- **WHAT IS NEEDED**:
For this exercise, copy out each line of the material below that includes "HashMap".

- **RECORDS FOR THIS EXERCISE**:
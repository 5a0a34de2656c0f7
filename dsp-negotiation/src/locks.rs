//! Per-aggregate mutual exclusion.

use std::collections::HashMap;
use std::fmt;
use std::sync::{Arc, Mutex, PoisonError};

use tokio::sync::{Mutex as AsyncMutex, OwnedMutexGuard};

type Slots = Arc<Mutex<HashMap<String, Arc<AsyncMutex<()>>>>>;

/// Serializes work on the same negotiation while leaving distinct
/// negotiations fully parallel.
///
/// Slots are created on first use and dropped once the last holder or
/// waiter releases them.
#[derive(Clone, Default)]
pub struct AggregateLocks {
    slots: Slots,
}

impl fmt::Debug for AggregateLocks {
    fn fmt(&self, f: &mut fmt::Formatter<'_>) -> fmt::Result {
        f.debug_struct("AggregateLocks")
            .field("held", &self.held())
            .finish()
    }
}

impl AggregateLocks {
    /// Creates an empty lock table.
    #[must_use]
    pub fn new() -> Self {
        Self::default()
    }

    /// Waits for exclusive access to `key`.
    pub async fn acquire(&self, key: impl Into<String>) -> AggregateGuard {
        let key = key.into();
        let slot = {
            let mut slots = self.slots.lock().unwrap_or_else(PoisonError::into_inner);
            Arc::clone(slots.entry(key.clone()).or_default())
        };
        let guard = Arc::clone(&slot).lock_owned().await;
        AggregateGuard {
            key,
            slot,
            guard: Some(guard),
            slots: Arc::clone(&self.slots),
        }
    }

    /// Returns how many keys are currently held or awaited.
    #[must_use]
    pub fn held(&self) -> usize {
        self.slots
            .lock()
            .unwrap_or_else(PoisonError::into_inner)
            .len()
    }
}

/// Exclusive access to one key, released on drop.
pub struct AggregateGuard {
    key: String,
    slot: Arc<AsyncMutex<()>>,
    guard: Option<OwnedMutexGuard<()>>,
    slots: Slots,
}

impl AggregateGuard {
    /// Returns the locked key.
    #[must_use]
    pub fn key(&self) -> &str {
        &self.key
    }
}

impl fmt::Debug for AggregateGuard {
    fn fmt(&self, f: &mut fmt::Formatter<'_>) -> fmt::Result {
        f.debug_struct("AggregateGuard")
            .field("key", &self.key)
            .finish_non_exhaustive()
    }
}

impl Drop for AggregateGuard {
    fn drop(&mut self) {
        drop(self.guard.take());
        let mut slots = self.slots.lock().unwrap_or_else(PoisonError::into_inner);
        // One reference lives in the table and one here; any other is a waiter.
        if Arc::strong_count(&self.slot) == 2 {
            slots.remove(&self.key);
        }
    }
}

- **TASK SOLUTION**:
use std::collections::HashMap;
type Slots = Arc<Mutex<HashMap<String, Arc<AsyncMutex<()>>>>>;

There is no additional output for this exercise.